Go line by line through the data below and work out how many lines contain "start"; the answer is that number alone.

*** Raw data Section Begins ***

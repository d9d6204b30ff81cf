//! WordPress-style REST content source
//!
//! Talks to a `/wp-json/wp/v2` API root. Collection totals come from the
//! `X-WP-Total` and `X-WP-TotalPages` response headers.

use std::time::{Duration, Instant};

use async_trait::async_trait;
use reqwest::header::{HeaderMap, ACCEPT, USER_AGENT};
use serde_json::Value;
use tracing::debug;

use crate::cache::{Operation, Params};
use crate::content::Collection;
use crate::error::SourceError;
use crate::source::{is_empty_result, ContentSource};

const TOTAL_HEADER: &str = "X-WP-Total";
const TOTAL_PAGES_HEADER: &str = "X-WP-TotalPages";
const DEFAULT_USER_AGENT: &str = concat!("content-cache/", env!("CARGO_PKG_VERSION"));

/// REST client for a WordPress-style content API.
#[derive(Debug, Clone)]
pub struct WpRestSource {
    http: reqwest::Client,
    base_url: String,
}

impl WpRestSource {
    /// `timeout` of zero leaves requests unbounded at this layer.
    pub fn new(base_url: impl Into<String>, timeout: Duration) -> Result<Self, SourceError> {
        let mut builder = reqwest::Client::builder();
        if !timeout.is_zero() {
            builder = builder.timeout(timeout);
        }
        let http = builder.build()?;

        Ok(Self {
            http,
            base_url: base_url.into().trim_end_matches('/').to_string(),
        })
    }

    /// Endpoint path and remaining query parameters for an operation.
    fn endpoint(operation: Operation, params: &Params) -> (String, Params) {
        match operation {
            Operation::Post => {
                let id = params.get("id").map(|v| v.to_query_value()).unwrap_or_default();
                (format!("posts/{id}"), params.without("id").with("_embed", true))
            }
            Operation::Posts | Operation::Search | Operation::Related | Operation::Homepage => {
                ("posts".to_string(), params.clone().with("_embed", true))
            }
            Operation::Categories => ("categories".to_string(), params.clone()),
            Operation::Tags => ("tags".to_string(), params.clone()),
        }
    }

    async fn get(&self, operation: Operation, params: &Params) -> Result<reqwest::Response, SourceError> {
        let (path, query) = Self::endpoint(operation, params);
        let url = format!("{}/{}", self.base_url, path);
        let start = Instant::now();

        let response = self
            .http
            .get(&url)
            .header(ACCEPT, "application/json")
            .header(USER_AGENT, DEFAULT_USER_AGENT)
            .query(&query.to_query_pairs())
            .send()
            .await?;

        let status = response.status();
        debug!(%url, status = status.as_u16(), elapsed = ?start.elapsed(), "content source response");

        if status.is_client_error() || status.is_server_error() {
            return Err(SourceError::Http {
                status: status.as_u16(),
            });
        }
        Ok(response)
    }
}

fn header_count(headers: &HeaderMap, name: &str) -> Option<u64> {
    headers.get(name)?.to_str().ok()?.trim().parse().ok()
}

#[async_trait]
impl ContentSource for WpRestSource {
    async fn fetch_collection(
        &self,
        operation: Operation,
        params: &Params,
    ) -> Result<Collection<Value>, SourceError> {
        let response = match self.get(operation, params).await {
            Ok(response) => response,
            Err(err) if is_empty_result(operation, params, &err) => {
                debug!(operation = operation.as_str(), "out-of-range request, empty result");
                return Ok(Collection::empty());
            }
            Err(err) => return Err(err),
        };

        let total = header_count(response.headers(), TOTAL_HEADER);
        let total_pages = header_count(response.headers(), TOTAL_PAGES_HEADER);
        let bytes = response.bytes().await?;
        let items: Vec<Value> = serde_json::from_slice(&bytes)?;

        let total = total.unwrap_or(items.len() as u64);
        Ok(Collection {
            total_pages: total_pages.unwrap_or(u64::from(total > 0)),
            total,
            items,
        })
    }

    async fn fetch_item(&self, operation: Operation, params: &Params) -> Result<Value, SourceError> {
        let bytes = self.get(operation, params).await?.bytes().await?;
        Ok(serde_json::from_slice(&bytes)?)
    }
}

#[cfg(test)]
mod tests {
    use super::*;
    use axum::{
        extract::{Path, Query},
        http::StatusCode,
        response::IntoResponse,
        routing::get,
        Json, Router,
    };
    use std::collections::HashMap;

    async fn list_posts(Query(q): Query<HashMap<String, String>>) -> impl IntoResponse {
        if q.get("page").map(String::as_str) == Some("99") {
            return (StatusCode::BAD_REQUEST, Json(serde_json::json!({"code": "rest_post_invalid_page_number"})))
                .into_response();
        }
        let embedded = q.contains_key("_embed");
        (
            [("X-WP-Total", "42"), ("X-WP-TotalPages", "5")],
            Json(serde_json::json!([{"id": 1, "embedded": embedded}])),
        )
            .into_response()
    }

    async fn one_post(Path(id): Path<u64>) -> impl IntoResponse {
        if id == 404 {
            return StatusCode::NOT_FOUND.into_response();
        }
        Json(serde_json::json!({"id": id})).into_response()
    }

    async fn categories() -> impl IntoResponse {
        Json(serde_json::json!([{"id": 3, "name": "Hosting"}]))
    }

    async fn serve() -> WpRestSource {
        let app = Router::new()
            .route("/wp-json/wp/v2/posts", get(list_posts))
            .route("/wp-json/wp/v2/posts/:id", get(one_post))
            .route("/wp-json/wp/v2/categories", get(categories));
        let listener = tokio::net::TcpListener::bind("127.0.0.1:0").await.unwrap();
        let addr = listener.local_addr().unwrap();
        tokio::spawn(async move {
            axum::serve(listener, app).await.unwrap();
        });
        WpRestSource::new(format!("http://{addr}/wp-json/wp/v2/"), Duration::from_secs(5)).unwrap()
    }

    #[test]
    fn test_endpoint_mapping() {
        let (path, query) = WpRestSource::endpoint(Operation::Post, &Params::new().with("id", 7u64));
        assert_eq!(path, "posts/7");
        assert!(!query.contains("id"));
        assert!(query.contains("_embed"));

        let (path, _) = WpRestSource::endpoint(Operation::Search, &Params::new().with("search", "seo"));
        assert_eq!(path, "posts");
        let (path, query) = WpRestSource::endpoint(Operation::Tags, &Params::new());
        assert_eq!(path, "tags");
        assert!(query.is_empty());
    }

    #[tokio::test]
    async fn test_collection_reads_total_headers() {
        let source = serve().await;

        let page = source
            .fetch_collection(Operation::Posts, &Params::new().with("page", 1u32))
            .await
            .unwrap();

        assert_eq!(page.total, 42);
        assert_eq!(page.total_pages, 5);
        assert_eq!(page.items[0]["embedded"], true);
    }

    #[tokio::test]
    async fn test_out_of_range_page_is_empty() {
        let source = serve().await;

        let page = source
            .fetch_collection(Operation::Posts, &Params::new().with("page", 99u32))
            .await
            .unwrap();

        assert!(page.items.is_empty());
        assert_eq!(page.total, 0);
    }

    #[tokio::test]
    async fn test_missing_totals_fall_back_to_item_count() {
        let source = serve().await;

        let terms = source.fetch_collection(Operation::Categories, &Params::new()).await.unwrap();

        assert_eq!(terms.total, 1);
        assert_eq!(terms.total_pages, 1);
    }

    #[tokio::test]
    async fn test_item_errors_carry_status() {
        let source = serve().await;

        let found = source.fetch_item(Operation::Post, &Params::new().with("id", 5u64)).await.unwrap();
        assert_eq!(found["id"], 5);

        let missing = source
            .fetch_item(Operation::Post, &Params::new().with("id", 404u64))
            .await
            .unwrap_err();
        assert_eq!(missing, SourceError::Http { status: 404 });
    }

    #[tokio::test]
    async fn test_unreachable_source_is_network_error() {
        let source = WpRestSource::new("http://127.0.0.1:1", Duration::from_secs(2)).unwrap();

        let err = source.fetch_collection(Operation::Tags, &Params::new()).await.unwrap_err();
        assert!(matches!(err, SourceError::Network(_) | SourceError::Timeout));
    }
}
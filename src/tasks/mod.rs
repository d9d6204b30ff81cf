//! Background Tasks Module
//!
//! Contains background tasks that run periodically while the cache is alive.
//!
//! # Tasks
//! - Expiry cleanup: removes expired entries from every tier in batches

mod cleanup;

pub use cleanup::spawn_cleanup_task;
//! API Routes
//!
//! Configures the Axum router with all content endpoints.

use axum::{
    routing::{get, post},
    Router,
};
use tower_http::{
    cors::{Any, CorsLayer},
    trace::TraceLayer,
};

use super::handlers::{
    categories_handler, clear_history_handler, get_post_by_slug_handler, get_post_handler,
    health_handler, history_handler, homepage_handler, invalidate_post_handler,
    invalidate_taxonomy_handler, list_posts_handler, related_handler, search_handler,
    stats_handler, suggest_handler, tags_handler, AppState,
};

/// Creates the main router with all endpoints configured.
///
/// # Middleware
/// - CORS: Allows any origin (configurable for production)
/// - Tracing: Logs all requests for debugging
pub fn create_router(state: AppState) -> Router {
    let cors = CorsLayer::new()
        .allow_origin(Any)
        .allow_methods(Any)
        .allow_headers(Any);

    Router::new()
        .route("/health", get(health_handler))
        .route("/stats", get(stats_handler))
        .route("/posts", get(list_posts_handler))
        .route("/posts/:id", get(get_post_handler))
        .route("/posts/slug/:slug", get(get_post_by_slug_handler))
        .route("/posts/:id/related", get(related_handler))
        .route("/categories", get(categories_handler))
        .route("/tags", get(tags_handler))
        .route("/homepage", get(homepage_handler))
        .route("/search", get(search_handler))
        .route("/search/suggest", get(suggest_handler))
        .route(
            "/search/history",
            get(history_handler).delete(clear_history_handler),
        )
        .route("/invalidate/posts/:id", post(invalidate_post_handler))
        .route("/invalidate/taxonomy", post(invalidate_taxonomy_handler))
        .layer(cors)
        .layer(TraceLayer::new_for_http())
        .with_state(state)
}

*** Raw data Section Ends ***

**Problem solution**
2